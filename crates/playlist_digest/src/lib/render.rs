//! Text, table and CSV renderings of a [`RunReport`].

use std::io;

use itertools::Itertools;

use crate::{error::Error, record::RunReport};

const TABLE_HEADERS: [&str; 6] = [
    "video_id",
    "title",
    "author",
    "summary",
    "date_published",
    "duration",
];

/// One markdown block per summarized video, in playlist order.
pub fn render_text(report: &RunReport) -> String {
    report
        .summaries
        .values()
        .map(|record| {
            format!(
                "### {}\n**Author:** {}\n**Summary:**\n{}\n",
                record.title, record.author, record.summary
            )
        })
        .join("\n")
}

/// Videos that produced no summary, with the reason. Empty when every video was summarized.
pub fn render_warnings(report: &RunReport) -> String {
    let skipped = report
        .skipped
        .iter()
        .map(|video| format!("- skipped '{}' ({}): {}", video.title, video.video_id, video.reason));
    let failed = report
        .failed
        .iter()
        .map(|video| format!("- failed '{}' ({}): {}", video.title, video.video_id, video.error));

    skipped.chain(failed).join("\n")
}

/// A markdown table with the export columns. Summaries are flattened onto one line.
pub fn render_table(report: &RunReport) -> String {
    let header = format!("| {} |", TABLE_HEADERS.join(" | "));
    let divider = format!("|{}|", TABLE_HEADERS.iter().map(|_| "---").join("|"));

    let rows = report.summaries.values().map(|record| {
        let cells = [
            record.video_id.clone(),
            record.title.clone(),
            record.author.clone(),
            record.summary.split_whitespace().join(" "),
            record.date_published(),
            record.duration_secs.to_string(),
        ];
        format!(
            "| {} |",
            cells.iter().map(|cell| cell.replace('|', "\\|")).join(" | ")
        )
    });

    std::iter::once(header)
        .chain(std::iter::once(divider))
        .chain(rows)
        .join("\n")
}

/// Writes the summaries as CSV with a header row, in playlist order.
pub fn write_csv<W: io::Write>(report: &RunReport, writer: W) -> Result<(), Error> {
    let mut csv = csv::Writer::from_writer(writer);
    if report.summaries.is_empty() {
        csv.write_record(TABLE_HEADERS)?;
    }
    for record in report.summaries.values() {
        csv.serialize(record)?;
    }
    csv.flush().map_err(|e| Error::Render(e.to_string()))?;
    Ok(())
}
//! The interactive flow around a run: collect input, summarize, show results, start over.

use crate::{
    config::RunConfiguration,
    error::Error,
    record::RunReport,
    yt::{PlaylistScraper, TranscriptFetcher},
    PlaylistSummarizer, Summarizer,
};

#[derive(Debug, Default)]
pub enum SessionState {
    #[default]
    CollectingInput,
    Summarizing(RunConfiguration),
    Done(Result<RunReport, Error>),
}

impl SessionState {
    pub fn name(&self) -> &'static str {
        match self {
            SessionState::CollectingInput => "collecting input",
            SessionState::Summarizing(_) => "summarizing",
            SessionState::Done(_) => "done",
        }
    }
}

#[derive(Debug, Default)]
pub struct Session {
    state: SessionState,
}

impl Session {
    pub fn new() -> Self {
        Self::default()
    }

    pub fn state(&self) -> &SessionState {
        &self.state
    }

    /// Accepts the caller's input. An incomplete configuration leaves the session collecting
    /// input.
    pub fn submit(&mut self, config: RunConfiguration) -> Result<(), Error> {
        self.expect("submit", |state| matches!(state, SessionState::CollectingInput))?;
        config.validate()?;

        self.state = SessionState::Summarizing(config);
        Ok(())
    }

    /// Runs the submitted configuration once. Any run failure lands in [`SessionState::Done`];
    /// the returned error only covers calling this out of order.
    pub async fn summarize<P, T, S>(
        &mut self,
        summarizer: &PlaylistSummarizer<P, T, S>,
    ) -> Result<(), Error>
    where
        P: PlaylistScraper,
        T: TranscriptFetcher,
        S: Summarizer,
    {
        let SessionState::Summarizing(config) = &self.state else {
            return Err(Error::InvalidTransition {
                state: self.state.name(),
                event: "summarize",
            });
        };

        let outcome = summarizer.run(config).await;
        self.state = SessionState::Done(outcome);
        Ok(())
    }

    /// The finished run's outcome, once the session is done.
    pub fn outcome(&self) -> Option<&Result<RunReport, Error>> {
        match &self.state {
            SessionState::Done(outcome) => Some(outcome),
            _ => None,
        }
    }

    /// Takes the outcome out, returning the session to collecting input.
    pub fn take_outcome(&mut self) -> Option<Result<RunReport, Error>> {
        match std::mem::take(&mut self.state) {
            SessionState::Done(outcome) => Some(outcome),
            other => {
                self.state = other;
                None
            }
        }
    }

    /// Discards the previous run and returns to collecting input.
    pub fn start_over(&mut self) -> Result<(), Error> {
        self.expect("start over", |state| matches!(state, SessionState::Done(_)))?;
        self.state = SessionState::CollectingInput;
        Ok(())
    }

    fn expect(
        &self,
        event: &'static str,
        allowed: impl Fn(&SessionState) -> bool,
    ) -> Result<(), Error> {
        if allowed(&self.state) {
            Ok(())
        } else {
            Err(Error::InvalidTransition {
                state: self.state.name(),
                event,
            })
        }
    }
}
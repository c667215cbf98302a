use std::time::Instant;

use crate::{
    error::Error,
    record::{PlaylistEntry, SkippedVideo, VideoRecord},
    yt::{PlaylistRef, PlaylistScraper, Transcript, TranscriptFetcher},
};

/// Fetched playlist members, split by whether their transcript could be obtained.
#[derive(Debug, Default)]
pub struct PlaylistLoad {
    /// In playlist order.
    pub records: Vec<VideoRecord>,
    pub skipped: Vec<SkippedVideo>,
}

/// Enumerates a playlist and fetches a transcript for every member, one at a time.
#[derive(Debug)]
pub struct PlaylistLoader<P, T> {
    scraper: P,
    transcripts: T,
}

impl<P, T> PlaylistLoader<P, T>
where
    P: PlaylistScraper,
    T: TranscriptFetcher,
{
    pub fn new(scraper: P, transcripts: T) -> Self {
        Self {
            scraper,
            transcripts,
        }
    }

    /// Members whose transcript fetch fails are moved to [`PlaylistLoad::skipped`];
    /// only an unreachable or invalid playlist fails the load.
    #[tracing::instrument(skip(self), fields(playlist = %playlist))]
    pub async fn load(&self, playlist: &PlaylistRef) -> Result<PlaylistLoad, Error> {
        let entries = self
            .scraper
            .scrape_playlist(playlist)
            .await
            .inspect_err(|e| tracing::error!(error = %e, "Failed to scrape playlist"))?;

        let mut load = PlaylistLoad::default();
        for entry in entries {
            let started = Instant::now();
            let result = self
                .transcripts
                .fetch_transcript(&entry.video_id, &entry.title)
                .await;
            let elapsed = started.elapsed().as_secs_f64();

            match result {
                Ok(Transcript { text, publish_date }) => {
                    tracing::debug!(video_id = %entry.video_id, elapsed, "Fetched transcript");
                    let entry = PlaylistEntry {
                        publish_date: publish_date.or(entry.publish_date),
                        ..entry
                    };
                    load.records.push(VideoRecord::new(entry, text, elapsed));
                }
                Err(reason) => {
                    tracing::warn!(
                        video_id = %entry.video_id,
                        title = %entry.title,
                        reason = %reason,
                        "Skipping video without transcript"
                    );
                    load.skipped.push(SkippedVideo {
                        video_id: entry.video_id,
                        title: entry.title,
                        reason,
                    });
                }
            }
        }

        tracing::info!(
            fetched = load.records.len(),
            skipped = load.skipped.len(),
            "Loaded playlist"
        );

        Ok(load)
    }
}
++++++++++++++++++++
■ **Task item**
For each line of the entries that holds the word "once", pull that line out.

■ **Reply**
    std::iter::once(header)
        .chain(std::iter::once(divider))
    /// Runs the submitted configuration once. Any run failure lands in [`SessionState::Done`];
    /// The finished run's outcome, once the session is done.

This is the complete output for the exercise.